-------- Records for this exercise

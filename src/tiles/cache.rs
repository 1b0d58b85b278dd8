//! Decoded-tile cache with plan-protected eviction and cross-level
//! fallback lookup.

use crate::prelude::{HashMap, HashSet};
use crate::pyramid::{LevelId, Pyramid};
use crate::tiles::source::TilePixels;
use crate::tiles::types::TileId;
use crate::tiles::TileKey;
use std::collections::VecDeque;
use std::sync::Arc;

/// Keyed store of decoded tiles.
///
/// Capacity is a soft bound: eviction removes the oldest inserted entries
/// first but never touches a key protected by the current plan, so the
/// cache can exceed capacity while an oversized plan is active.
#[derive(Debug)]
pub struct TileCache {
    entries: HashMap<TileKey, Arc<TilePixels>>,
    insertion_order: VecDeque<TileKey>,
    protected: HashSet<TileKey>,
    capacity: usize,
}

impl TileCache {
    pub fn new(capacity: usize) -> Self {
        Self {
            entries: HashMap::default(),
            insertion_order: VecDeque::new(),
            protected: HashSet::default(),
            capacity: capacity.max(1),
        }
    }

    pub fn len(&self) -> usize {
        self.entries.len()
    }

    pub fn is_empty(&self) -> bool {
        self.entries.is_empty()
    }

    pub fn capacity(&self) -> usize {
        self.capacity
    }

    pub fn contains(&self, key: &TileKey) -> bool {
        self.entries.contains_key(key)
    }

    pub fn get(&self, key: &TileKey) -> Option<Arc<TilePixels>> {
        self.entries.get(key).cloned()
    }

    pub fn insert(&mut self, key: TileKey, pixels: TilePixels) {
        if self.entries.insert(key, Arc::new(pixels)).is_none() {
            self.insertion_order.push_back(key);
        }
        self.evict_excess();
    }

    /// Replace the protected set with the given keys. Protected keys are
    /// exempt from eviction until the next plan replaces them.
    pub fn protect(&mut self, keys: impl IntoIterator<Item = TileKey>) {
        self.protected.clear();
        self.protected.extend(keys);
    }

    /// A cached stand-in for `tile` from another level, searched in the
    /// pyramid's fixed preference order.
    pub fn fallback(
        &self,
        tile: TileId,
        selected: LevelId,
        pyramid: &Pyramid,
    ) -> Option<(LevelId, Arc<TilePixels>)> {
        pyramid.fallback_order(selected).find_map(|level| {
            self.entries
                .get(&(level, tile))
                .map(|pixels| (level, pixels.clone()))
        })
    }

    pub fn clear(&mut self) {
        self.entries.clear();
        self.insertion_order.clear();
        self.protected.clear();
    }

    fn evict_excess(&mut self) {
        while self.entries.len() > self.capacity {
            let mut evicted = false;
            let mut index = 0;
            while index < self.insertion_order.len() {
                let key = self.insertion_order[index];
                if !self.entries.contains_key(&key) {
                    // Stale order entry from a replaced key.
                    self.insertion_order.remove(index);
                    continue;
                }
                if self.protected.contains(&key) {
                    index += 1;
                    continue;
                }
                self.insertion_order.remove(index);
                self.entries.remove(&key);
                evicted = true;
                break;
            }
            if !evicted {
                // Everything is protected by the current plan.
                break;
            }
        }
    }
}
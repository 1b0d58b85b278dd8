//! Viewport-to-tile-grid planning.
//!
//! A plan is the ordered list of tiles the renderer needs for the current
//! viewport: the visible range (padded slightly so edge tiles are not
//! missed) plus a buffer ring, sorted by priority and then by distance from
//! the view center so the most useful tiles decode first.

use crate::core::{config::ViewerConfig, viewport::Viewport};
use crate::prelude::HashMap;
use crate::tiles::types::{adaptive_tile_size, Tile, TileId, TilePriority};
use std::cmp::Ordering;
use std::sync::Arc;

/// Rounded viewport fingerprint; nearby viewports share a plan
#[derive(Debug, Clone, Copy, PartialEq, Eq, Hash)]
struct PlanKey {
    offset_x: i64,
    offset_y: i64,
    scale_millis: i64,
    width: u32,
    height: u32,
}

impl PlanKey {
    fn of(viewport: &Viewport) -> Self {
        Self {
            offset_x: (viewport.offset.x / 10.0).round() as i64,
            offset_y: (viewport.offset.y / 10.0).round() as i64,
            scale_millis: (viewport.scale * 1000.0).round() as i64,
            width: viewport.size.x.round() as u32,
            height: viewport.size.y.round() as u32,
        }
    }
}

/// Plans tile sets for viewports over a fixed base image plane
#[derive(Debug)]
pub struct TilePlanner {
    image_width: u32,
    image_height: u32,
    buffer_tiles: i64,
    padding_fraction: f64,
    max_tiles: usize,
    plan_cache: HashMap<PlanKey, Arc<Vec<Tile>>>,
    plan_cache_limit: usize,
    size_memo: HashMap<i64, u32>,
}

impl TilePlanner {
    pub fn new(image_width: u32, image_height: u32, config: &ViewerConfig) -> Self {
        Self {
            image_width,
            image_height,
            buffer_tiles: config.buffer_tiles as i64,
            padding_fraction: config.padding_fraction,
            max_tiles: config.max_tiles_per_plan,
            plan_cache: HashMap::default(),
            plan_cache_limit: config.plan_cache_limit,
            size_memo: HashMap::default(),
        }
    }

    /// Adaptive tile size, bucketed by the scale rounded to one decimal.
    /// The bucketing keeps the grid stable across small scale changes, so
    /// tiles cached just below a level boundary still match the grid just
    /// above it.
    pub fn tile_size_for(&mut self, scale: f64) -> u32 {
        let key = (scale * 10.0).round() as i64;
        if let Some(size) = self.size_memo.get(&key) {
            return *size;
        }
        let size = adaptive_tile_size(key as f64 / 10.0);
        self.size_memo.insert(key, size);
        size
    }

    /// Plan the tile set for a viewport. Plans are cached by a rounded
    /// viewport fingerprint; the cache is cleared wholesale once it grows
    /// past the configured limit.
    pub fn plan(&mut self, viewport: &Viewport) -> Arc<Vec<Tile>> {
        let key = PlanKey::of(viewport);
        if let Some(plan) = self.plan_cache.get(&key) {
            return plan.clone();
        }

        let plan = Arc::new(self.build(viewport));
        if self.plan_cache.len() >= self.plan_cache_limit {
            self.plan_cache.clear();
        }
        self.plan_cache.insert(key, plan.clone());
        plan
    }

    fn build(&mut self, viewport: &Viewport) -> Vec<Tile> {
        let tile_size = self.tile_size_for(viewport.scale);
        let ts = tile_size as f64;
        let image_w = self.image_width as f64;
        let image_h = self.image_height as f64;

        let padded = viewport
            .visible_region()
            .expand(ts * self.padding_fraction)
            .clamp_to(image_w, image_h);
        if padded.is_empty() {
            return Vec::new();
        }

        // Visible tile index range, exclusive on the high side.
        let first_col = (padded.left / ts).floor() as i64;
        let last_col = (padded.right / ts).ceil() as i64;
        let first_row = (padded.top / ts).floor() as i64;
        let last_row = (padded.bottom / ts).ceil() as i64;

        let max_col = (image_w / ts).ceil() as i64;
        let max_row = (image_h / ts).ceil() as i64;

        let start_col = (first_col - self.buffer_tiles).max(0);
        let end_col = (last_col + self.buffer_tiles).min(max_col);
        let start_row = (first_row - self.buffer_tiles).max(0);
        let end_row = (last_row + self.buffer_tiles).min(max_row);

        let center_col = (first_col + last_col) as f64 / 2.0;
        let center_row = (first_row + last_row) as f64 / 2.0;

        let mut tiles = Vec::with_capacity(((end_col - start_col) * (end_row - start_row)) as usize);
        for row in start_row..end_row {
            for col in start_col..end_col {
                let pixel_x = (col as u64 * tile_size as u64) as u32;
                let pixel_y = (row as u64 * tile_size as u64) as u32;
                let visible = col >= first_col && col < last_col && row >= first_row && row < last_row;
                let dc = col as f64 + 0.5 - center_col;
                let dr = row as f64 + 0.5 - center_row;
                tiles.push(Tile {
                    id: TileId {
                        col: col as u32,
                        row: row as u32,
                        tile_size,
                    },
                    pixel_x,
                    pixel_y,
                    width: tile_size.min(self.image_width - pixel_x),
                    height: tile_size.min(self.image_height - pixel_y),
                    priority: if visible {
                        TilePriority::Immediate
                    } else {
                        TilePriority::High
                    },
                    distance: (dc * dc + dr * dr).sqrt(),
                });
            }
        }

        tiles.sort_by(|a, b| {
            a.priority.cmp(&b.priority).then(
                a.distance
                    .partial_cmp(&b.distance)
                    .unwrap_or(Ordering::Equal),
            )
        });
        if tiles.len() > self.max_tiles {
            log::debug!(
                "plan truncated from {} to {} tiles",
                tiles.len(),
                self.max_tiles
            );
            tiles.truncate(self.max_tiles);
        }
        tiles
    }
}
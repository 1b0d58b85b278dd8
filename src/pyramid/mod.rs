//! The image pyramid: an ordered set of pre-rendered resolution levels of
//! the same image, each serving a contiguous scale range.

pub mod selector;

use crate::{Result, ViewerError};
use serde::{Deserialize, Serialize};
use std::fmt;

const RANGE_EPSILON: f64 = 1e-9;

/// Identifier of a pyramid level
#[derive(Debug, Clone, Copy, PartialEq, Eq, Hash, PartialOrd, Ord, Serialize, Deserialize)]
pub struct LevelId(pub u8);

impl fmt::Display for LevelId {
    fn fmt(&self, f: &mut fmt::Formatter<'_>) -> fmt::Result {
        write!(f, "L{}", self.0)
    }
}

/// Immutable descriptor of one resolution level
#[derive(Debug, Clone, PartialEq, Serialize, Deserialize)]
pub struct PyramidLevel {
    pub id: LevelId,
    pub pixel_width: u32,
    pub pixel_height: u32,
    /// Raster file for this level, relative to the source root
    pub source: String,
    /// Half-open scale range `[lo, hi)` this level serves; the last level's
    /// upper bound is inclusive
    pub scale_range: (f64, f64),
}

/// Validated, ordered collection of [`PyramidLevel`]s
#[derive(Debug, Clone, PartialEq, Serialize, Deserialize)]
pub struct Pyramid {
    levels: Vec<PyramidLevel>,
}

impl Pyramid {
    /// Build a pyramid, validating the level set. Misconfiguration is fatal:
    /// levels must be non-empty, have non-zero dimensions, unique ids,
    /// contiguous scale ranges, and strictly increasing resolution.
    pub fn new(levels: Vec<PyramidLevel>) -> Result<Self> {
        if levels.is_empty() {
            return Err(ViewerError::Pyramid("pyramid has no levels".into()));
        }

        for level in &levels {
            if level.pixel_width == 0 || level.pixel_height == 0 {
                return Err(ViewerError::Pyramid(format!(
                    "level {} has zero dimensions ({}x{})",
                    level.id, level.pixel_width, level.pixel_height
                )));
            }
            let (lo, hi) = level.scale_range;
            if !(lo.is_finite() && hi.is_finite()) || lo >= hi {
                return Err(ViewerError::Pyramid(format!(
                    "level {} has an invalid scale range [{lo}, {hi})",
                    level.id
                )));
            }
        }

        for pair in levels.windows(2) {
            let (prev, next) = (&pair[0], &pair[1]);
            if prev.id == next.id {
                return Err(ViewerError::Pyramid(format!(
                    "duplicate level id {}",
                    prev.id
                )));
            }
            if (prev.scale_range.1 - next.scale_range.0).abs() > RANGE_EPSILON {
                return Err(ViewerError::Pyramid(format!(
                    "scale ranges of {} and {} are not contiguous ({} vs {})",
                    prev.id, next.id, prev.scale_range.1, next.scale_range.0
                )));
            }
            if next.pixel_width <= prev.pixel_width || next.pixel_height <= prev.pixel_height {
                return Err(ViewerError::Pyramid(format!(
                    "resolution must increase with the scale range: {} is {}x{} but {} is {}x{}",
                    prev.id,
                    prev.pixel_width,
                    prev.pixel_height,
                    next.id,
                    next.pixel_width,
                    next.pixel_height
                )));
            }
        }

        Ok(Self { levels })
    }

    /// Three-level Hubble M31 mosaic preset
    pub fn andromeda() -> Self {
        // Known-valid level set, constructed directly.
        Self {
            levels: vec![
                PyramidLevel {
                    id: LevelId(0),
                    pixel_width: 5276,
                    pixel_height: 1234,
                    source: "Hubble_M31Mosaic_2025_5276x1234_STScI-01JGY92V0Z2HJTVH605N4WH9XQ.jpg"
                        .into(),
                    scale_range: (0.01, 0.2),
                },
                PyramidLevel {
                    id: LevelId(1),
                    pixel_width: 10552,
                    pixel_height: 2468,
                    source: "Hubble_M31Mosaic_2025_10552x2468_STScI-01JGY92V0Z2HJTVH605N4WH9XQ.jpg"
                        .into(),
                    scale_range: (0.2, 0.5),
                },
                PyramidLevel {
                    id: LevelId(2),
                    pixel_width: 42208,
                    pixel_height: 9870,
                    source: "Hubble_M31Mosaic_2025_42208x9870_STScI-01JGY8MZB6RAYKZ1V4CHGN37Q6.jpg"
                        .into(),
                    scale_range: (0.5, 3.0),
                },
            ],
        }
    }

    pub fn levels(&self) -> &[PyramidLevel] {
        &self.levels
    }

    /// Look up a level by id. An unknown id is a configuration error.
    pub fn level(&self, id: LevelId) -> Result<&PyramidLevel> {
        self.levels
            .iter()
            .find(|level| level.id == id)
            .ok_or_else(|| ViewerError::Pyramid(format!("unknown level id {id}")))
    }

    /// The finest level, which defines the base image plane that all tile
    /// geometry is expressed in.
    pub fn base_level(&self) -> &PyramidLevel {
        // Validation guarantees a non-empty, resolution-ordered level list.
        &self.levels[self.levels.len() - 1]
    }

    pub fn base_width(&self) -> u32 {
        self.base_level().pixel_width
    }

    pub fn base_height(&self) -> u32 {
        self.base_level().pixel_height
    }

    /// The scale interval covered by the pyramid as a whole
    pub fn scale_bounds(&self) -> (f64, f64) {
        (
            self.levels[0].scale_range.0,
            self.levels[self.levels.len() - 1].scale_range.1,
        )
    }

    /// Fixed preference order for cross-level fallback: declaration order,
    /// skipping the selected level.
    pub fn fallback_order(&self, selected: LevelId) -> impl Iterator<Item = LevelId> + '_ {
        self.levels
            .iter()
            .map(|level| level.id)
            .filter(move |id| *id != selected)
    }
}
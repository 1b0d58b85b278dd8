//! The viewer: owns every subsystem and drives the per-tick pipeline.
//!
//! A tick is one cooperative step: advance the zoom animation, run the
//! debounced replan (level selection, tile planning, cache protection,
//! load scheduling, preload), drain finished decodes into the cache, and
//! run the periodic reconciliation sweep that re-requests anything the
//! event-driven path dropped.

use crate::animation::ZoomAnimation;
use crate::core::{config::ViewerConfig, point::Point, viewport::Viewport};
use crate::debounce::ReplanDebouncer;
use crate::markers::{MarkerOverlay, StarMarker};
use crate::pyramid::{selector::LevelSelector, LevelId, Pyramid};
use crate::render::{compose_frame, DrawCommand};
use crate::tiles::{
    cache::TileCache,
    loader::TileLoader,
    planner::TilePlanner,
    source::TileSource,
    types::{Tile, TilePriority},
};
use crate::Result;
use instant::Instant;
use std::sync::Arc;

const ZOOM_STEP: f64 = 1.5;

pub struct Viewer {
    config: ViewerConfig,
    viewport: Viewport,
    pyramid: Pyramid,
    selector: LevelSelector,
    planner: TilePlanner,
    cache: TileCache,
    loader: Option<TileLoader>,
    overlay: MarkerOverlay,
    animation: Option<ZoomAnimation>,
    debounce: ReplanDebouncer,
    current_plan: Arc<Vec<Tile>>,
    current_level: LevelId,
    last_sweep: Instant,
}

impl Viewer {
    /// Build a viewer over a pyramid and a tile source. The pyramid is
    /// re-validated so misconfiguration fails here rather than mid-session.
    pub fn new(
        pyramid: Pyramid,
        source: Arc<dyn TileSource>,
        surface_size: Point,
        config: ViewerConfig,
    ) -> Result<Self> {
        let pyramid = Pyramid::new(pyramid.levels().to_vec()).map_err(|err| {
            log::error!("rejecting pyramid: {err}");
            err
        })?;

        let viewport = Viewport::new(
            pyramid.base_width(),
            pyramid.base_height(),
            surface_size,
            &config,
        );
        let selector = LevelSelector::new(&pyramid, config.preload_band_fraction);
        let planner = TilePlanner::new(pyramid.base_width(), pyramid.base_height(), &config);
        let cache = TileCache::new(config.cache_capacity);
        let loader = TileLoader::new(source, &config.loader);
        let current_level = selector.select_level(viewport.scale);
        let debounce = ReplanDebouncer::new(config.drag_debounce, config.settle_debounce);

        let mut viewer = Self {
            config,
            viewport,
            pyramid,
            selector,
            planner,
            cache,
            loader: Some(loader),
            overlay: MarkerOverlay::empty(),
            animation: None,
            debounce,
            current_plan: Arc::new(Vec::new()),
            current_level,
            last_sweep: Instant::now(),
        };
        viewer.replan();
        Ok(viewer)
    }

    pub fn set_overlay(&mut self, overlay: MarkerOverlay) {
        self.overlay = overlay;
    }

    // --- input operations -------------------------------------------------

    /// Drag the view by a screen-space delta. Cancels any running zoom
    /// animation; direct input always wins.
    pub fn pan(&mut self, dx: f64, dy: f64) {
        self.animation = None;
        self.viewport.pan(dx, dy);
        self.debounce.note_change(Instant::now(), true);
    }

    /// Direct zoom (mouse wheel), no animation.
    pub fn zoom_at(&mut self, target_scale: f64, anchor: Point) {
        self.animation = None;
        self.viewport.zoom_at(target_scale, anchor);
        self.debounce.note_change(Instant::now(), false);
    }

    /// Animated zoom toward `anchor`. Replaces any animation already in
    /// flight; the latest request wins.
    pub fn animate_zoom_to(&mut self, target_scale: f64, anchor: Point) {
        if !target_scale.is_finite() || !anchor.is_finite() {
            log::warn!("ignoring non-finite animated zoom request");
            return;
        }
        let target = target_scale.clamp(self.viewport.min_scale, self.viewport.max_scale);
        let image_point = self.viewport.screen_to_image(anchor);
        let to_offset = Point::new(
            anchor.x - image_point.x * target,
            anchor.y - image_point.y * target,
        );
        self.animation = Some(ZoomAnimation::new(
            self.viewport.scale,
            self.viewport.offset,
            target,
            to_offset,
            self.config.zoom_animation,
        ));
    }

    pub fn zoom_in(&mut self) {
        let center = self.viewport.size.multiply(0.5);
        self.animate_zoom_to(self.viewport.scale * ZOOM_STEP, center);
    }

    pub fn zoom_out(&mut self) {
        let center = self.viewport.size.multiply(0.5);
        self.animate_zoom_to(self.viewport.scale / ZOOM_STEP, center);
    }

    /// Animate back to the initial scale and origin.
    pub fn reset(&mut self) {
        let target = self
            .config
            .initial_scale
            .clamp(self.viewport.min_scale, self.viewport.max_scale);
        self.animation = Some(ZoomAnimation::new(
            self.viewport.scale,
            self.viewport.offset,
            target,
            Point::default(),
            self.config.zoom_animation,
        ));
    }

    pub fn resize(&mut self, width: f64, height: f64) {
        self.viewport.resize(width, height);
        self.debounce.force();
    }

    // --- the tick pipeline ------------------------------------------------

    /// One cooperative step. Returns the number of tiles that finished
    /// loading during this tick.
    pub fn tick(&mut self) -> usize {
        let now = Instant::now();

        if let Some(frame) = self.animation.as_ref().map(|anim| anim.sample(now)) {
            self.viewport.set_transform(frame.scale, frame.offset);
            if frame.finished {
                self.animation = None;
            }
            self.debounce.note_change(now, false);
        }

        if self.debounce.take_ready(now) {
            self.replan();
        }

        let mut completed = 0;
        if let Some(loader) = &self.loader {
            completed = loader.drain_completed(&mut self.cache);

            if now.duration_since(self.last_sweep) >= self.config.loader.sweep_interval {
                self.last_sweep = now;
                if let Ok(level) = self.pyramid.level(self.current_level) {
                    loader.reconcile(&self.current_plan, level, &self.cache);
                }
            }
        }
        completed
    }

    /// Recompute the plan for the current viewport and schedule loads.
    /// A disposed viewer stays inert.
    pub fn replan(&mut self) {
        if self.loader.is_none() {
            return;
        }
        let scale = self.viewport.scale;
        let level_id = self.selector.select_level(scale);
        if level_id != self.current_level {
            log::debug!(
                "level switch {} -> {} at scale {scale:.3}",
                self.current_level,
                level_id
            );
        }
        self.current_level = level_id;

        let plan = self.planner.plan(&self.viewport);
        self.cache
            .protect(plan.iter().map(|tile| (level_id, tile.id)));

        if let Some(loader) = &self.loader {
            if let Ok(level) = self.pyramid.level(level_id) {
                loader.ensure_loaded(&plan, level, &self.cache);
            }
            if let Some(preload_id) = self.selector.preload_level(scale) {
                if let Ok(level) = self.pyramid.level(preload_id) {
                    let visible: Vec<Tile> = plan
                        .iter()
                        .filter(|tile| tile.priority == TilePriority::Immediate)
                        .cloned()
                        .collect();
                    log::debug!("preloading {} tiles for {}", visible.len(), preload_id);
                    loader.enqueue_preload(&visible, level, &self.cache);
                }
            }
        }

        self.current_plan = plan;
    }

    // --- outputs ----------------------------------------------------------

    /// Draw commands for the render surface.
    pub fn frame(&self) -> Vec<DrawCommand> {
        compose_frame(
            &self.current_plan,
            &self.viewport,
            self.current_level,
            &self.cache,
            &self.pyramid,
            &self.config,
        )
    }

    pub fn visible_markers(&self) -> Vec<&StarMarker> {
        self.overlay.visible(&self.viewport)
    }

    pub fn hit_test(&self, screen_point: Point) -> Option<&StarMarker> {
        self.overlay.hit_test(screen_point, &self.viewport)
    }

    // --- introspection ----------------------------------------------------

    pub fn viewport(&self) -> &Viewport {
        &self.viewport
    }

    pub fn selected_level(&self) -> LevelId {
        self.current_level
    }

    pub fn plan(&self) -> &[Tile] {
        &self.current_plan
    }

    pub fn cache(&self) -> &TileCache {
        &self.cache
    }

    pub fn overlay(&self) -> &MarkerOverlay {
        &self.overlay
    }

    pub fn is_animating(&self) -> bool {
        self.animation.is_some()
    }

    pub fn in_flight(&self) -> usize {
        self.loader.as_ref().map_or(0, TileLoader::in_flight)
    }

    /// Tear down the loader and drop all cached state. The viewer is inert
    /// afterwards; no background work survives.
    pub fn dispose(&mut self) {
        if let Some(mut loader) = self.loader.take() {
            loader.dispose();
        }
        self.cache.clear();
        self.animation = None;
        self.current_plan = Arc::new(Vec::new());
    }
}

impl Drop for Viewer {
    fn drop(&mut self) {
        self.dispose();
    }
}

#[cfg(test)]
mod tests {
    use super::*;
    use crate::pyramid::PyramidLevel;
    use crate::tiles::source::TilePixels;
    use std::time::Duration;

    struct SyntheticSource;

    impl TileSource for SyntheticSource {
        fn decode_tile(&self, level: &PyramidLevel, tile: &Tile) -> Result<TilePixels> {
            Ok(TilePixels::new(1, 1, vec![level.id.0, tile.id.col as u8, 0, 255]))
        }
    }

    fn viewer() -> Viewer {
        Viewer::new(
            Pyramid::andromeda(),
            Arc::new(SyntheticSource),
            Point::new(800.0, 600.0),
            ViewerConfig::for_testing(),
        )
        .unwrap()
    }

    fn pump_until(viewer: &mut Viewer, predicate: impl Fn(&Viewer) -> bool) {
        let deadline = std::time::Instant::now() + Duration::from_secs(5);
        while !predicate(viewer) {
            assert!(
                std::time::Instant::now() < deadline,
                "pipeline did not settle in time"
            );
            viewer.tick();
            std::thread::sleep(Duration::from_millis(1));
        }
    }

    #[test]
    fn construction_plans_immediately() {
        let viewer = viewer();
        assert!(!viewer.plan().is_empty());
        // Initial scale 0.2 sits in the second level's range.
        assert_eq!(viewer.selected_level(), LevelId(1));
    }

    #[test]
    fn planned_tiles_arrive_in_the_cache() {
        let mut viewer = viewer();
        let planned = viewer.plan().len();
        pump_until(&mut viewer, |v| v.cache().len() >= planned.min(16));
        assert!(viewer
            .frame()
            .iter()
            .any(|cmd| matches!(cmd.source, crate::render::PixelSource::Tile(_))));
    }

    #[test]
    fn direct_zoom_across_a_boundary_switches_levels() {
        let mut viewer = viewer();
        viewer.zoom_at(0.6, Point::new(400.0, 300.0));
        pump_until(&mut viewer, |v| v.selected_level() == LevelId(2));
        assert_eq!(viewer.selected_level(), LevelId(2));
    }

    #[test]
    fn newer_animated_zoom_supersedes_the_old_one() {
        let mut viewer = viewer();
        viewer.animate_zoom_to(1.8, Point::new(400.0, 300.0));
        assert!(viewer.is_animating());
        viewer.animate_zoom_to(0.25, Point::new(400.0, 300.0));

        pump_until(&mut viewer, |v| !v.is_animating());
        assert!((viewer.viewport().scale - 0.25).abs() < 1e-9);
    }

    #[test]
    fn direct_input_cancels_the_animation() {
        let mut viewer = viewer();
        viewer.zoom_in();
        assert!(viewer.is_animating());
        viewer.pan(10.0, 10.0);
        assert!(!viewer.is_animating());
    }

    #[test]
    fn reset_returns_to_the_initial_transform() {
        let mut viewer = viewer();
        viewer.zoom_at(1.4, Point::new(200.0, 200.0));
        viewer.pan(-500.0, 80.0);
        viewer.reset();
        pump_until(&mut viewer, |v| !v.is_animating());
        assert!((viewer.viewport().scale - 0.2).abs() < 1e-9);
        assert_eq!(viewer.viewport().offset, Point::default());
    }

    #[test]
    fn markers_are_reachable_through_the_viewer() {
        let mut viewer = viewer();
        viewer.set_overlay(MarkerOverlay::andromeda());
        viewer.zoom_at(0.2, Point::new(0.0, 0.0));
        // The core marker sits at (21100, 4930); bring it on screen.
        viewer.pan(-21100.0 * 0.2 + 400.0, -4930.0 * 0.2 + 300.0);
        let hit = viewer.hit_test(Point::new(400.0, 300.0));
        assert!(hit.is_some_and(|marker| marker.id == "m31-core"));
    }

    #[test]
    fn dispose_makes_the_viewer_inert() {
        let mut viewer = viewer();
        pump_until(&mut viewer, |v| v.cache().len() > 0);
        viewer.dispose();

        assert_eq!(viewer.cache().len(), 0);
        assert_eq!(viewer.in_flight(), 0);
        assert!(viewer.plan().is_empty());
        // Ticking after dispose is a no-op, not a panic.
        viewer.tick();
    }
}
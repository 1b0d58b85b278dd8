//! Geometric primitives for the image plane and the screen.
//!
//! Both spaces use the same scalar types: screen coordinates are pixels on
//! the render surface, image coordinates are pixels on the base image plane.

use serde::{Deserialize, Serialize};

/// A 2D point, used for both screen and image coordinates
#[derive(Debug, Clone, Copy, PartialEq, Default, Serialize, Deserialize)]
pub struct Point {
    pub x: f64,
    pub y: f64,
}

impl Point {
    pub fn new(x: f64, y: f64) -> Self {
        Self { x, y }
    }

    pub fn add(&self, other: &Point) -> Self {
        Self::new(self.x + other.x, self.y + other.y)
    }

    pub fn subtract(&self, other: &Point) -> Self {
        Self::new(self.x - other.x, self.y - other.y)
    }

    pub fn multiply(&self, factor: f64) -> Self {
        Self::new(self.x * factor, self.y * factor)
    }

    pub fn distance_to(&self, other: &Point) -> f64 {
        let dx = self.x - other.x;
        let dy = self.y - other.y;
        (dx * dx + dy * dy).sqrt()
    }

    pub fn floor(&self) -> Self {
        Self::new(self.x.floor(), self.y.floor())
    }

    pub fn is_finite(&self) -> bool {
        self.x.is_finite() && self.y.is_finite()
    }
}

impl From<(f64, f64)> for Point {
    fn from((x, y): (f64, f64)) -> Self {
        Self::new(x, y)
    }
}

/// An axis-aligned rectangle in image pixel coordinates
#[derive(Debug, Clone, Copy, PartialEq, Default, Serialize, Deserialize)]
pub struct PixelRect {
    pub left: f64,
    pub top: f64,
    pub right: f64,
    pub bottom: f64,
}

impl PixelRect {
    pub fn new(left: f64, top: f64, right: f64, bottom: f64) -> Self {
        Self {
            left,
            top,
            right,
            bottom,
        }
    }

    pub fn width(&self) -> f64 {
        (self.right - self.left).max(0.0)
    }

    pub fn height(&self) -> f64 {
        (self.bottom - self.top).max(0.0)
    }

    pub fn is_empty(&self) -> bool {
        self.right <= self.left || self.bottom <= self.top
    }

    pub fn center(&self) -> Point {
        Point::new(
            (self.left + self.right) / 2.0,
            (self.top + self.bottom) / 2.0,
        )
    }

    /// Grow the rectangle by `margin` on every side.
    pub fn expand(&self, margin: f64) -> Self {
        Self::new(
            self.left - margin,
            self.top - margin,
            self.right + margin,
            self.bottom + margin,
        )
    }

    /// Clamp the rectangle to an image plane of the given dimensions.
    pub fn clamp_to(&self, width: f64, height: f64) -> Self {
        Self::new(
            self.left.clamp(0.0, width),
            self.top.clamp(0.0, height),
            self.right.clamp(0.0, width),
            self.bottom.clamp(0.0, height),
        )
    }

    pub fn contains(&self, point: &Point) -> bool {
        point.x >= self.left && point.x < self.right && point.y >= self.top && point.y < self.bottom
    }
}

----------------

Goal of the exercise
Each line of the records, from the opening one through the line holding "use crate::tiles::types::TileId;", should be restated word for word, with nothing else in the answer.

Task answer
filename src/tiles/cache.rs
repository 1b0d58b85b278dd8
//! Decoded-tile cache with plan-protected eviction and cross-level
//! fallback lookup.

use crate::prelude::{HashMap, HashSet};
use crate::pyramid::{LevelId, Pyramid};
use crate::tiles::source::TilePixels;
use crate::tiles::types::TileId;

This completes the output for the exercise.